### What to do
Restate word for word each line of the data, starting at the one containing "pub const fn" and running through the last.

· · · ·

//! Error types shared by the verification pipeline.
//!
//! Per-row failures are carried inside [`crate::model::VerificationResult`] as
//! a [`VerifyError`]; the same type is reused at the session boundary for
//! user-input and state errors so every failure has one vocabulary.

use serde::{Deserialize, Serialize};
use thiserror::Error;

/// Coarse error family, used for logging and for choosing user-facing wording.
#[derive(Debug, Clone, Copy, PartialEq, Eq, Hash, Serialize, Deserialize)]
pub enum ErrorCategory {
    /// Connection refused, DNS failure, timeout.
    Network,
    /// The remote answered, but not with the status the protocol expects.
    Protocol,
    /// The expected HTML or JSON structure was absent.
    Parse,
    /// The remote service explicitly reported a negative answer.
    Service,
    /// Malformed batch source, missing arguments, invalid URL.
    UserInput,
    /// Event arrived in a phase that cannot handle it.
    State,
}

/// Errors produced while verifying a row or driving a session.
#[derive(Debug, Clone, PartialEq, Eq, Error, Serialize, Deserialize)]
pub enum VerifyError {
    /// Connection or timeout failure
    #[error("Request Error: {0}")]
    Network(String),
    /// Identity check form was not answered with a redirect
    #[error("POST request failed with status code {0}")]
    PostRejected(u16),
    /// Identity result page could not be fetched
    #[error("GET request failed with status code {0}")]
    GetFailed(u16),
    /// Non-200 answer from a JSON endpoint or table host
    #[error("HTTP Error {0}")]
    HttpStatus(u16),
    /// Identity result page lacks the label heading or the number list
    #[error("Data tidak ditemukan atau format respons berubah.")]
    ParseMismatch,
    /// Body could not be decoded at all
    #[error("Respons tidak valid: {0}")]
    InvalidResponse(String),
    /// The service answered `status=false`
    #[error("{0}")]
    Service(String),
    /// Bad user-supplied input
    #[error("{0}")]
    UserInput(String),
    /// A format was chosen but nothing is pending
    #[error("Tidak ada data untuk diproses. Kirim data terlebih dahulu.")]
    NoPendingBatch,
}

impl VerifyError {
    /// Family this error belongs to.
    #[must_use]
    pub const fn category(&self) -> ErrorCategory {
        match self {
            Self::Network(_) => ErrorCategory::Network,
            Self::PostRejected(_) | Self::GetFailed(_) | Self::HttpStatus(_) => {
                ErrorCategory::Protocol
            }
            Self::ParseMismatch | Self::InvalidResponse(_) => ErrorCategory::Parse,
            Self::Service(_) => ErrorCategory::Service,
            Self::UserInput(_) => ErrorCategory::UserInput,
            Self::NoPendingBatch => ErrorCategory::State,
        }
    }

    /// Shorthand for a [`VerifyError::UserInput`].
    pub fn user_input(message: impl Into<String>) -> Self {
        Self::UserInput(message.into())
    }
}

impl From<reqwest::Error> for VerifyError {
    fn from(err: reqwest::Error) -> Self {
        Self::Network(err.to_string())
    }
}

/// Errors raised while rendering or staging an export artifact.
#[derive(Debug, Error)]
pub enum ExportError {
    /// CSV writer failure
    #[error("CSV error: {0}")]
    Csv(#[from] csv::Error),
    /// Spreadsheet writer failure
    #[error("Spreadsheet error: {0}")]
    Xlsx(#[from] rust_xlsxwriter::XlsxError),
    /// Temporary storage failure
    #[error("IO error: {0}")]
    Io(#[from] std::io::Error),
}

· · · ·

### Response
    pub const fn category(&self) -> ErrorCategory {
        match self {
            Self::Network(_) => ErrorCategory::Network,
            Self::PostRejected(_) | Self::GetFailed(_) | Self::HttpStatus(_) => {
                ErrorCategory::Protocol
            }
            Self::ParseMismatch | Self::InvalidResponse(_) => ErrorCategory::Parse,
            Self::Service(_) => ErrorCategory::Service,
            Self::UserInput(_) => ErrorCategory::UserInput,
            Self::NoPendingBatch => ErrorCategory::State,
        }
    }

    /// Shorthand for a [`VerifyError::UserInput`].
    pub fn user_input(message: impl Into<String>) -> Self {
        Self::UserInput(message.into())
    }
}

impl From<reqwest::Error> for VerifyError {
    fn from(err: reqwest::Error) -> Self {
        Self::Network(err.to_string())
    }
}

/// Errors raised while rendering or staging an export artifact.
#[derive(Debug, Error)]
pub enum ExportError {
    /// CSV writer failure
    #[error("CSV error: {0}")]
    Csv(#[from] csv::Error),
    /// Spreadsheet writer failure
    #[error("Spreadsheet error: {0}")]
    Xlsx(#[from] rust_xlsxwriter::XlsxError),
    /// Temporary storage failure
    #[error("IO error: {0}")]
    Io(#[from] std::io::Error),
}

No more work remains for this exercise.